Interactive and Background Workload Limits: Controls the percentage of capacity allocated to interactive queries (user-facing dashboards) versus background jobs (scheduled refreshes, pipeline runs). Default is balanced, but production capacities serving many concurrent users should favor interactive workloads (70% interactive, 30% background).

Governance Best Practices

Start Restrictive, Open Gradually: Enable features for the entire organization only after piloting with specific security groups. The sequence: pilot group validates the feature, documentation and training materials are created, settings are opened to broader groups, monitoring confirms no security or performance issues.

Security Group Strategy: Create a hierarchy of security groups: Fabric-Admins (tenant settings access), Fabric-Developers (workspace creation, XMLA write), Fabric-Analysts (export to Excel, external tool read), Fabric-Consumers (default, view-only). Map tenant settings to these groups consistently.

Quarterly Review Cycle: Review all tenant settings quarterly. Features you disabled at initial deployment may now be appropriate to enable. Features you enabled broadly may need restriction based on usage patterns or new compliance requirements.

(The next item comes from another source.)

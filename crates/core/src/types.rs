/// Content items and scripts are keyed by SQLite `INTEGER` rowids.
pub type DbId = i32;

/// Script registry key.
pub type ScriptId = DbId;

Documentation: Maintain a settings registry documenting every non-default tenant setting with the justification, the approving authority, and the review date. This registry is essential for compliance audits (SOC 2, HIPAA) and for onboarding new administrators.

Related Resources

Frequently Asked Questions

Who can change Fabric tenant settings?

Only Fabric administrators and Global administrators can modify tenant settings. These settings affect all users in the organization, so changes should be made carefully and documented.

Can I apply settings to specific groups?

Yes, many tenant settings can be scoped to specific security groups. This allows piloting features with selected users before organization-wide rollout.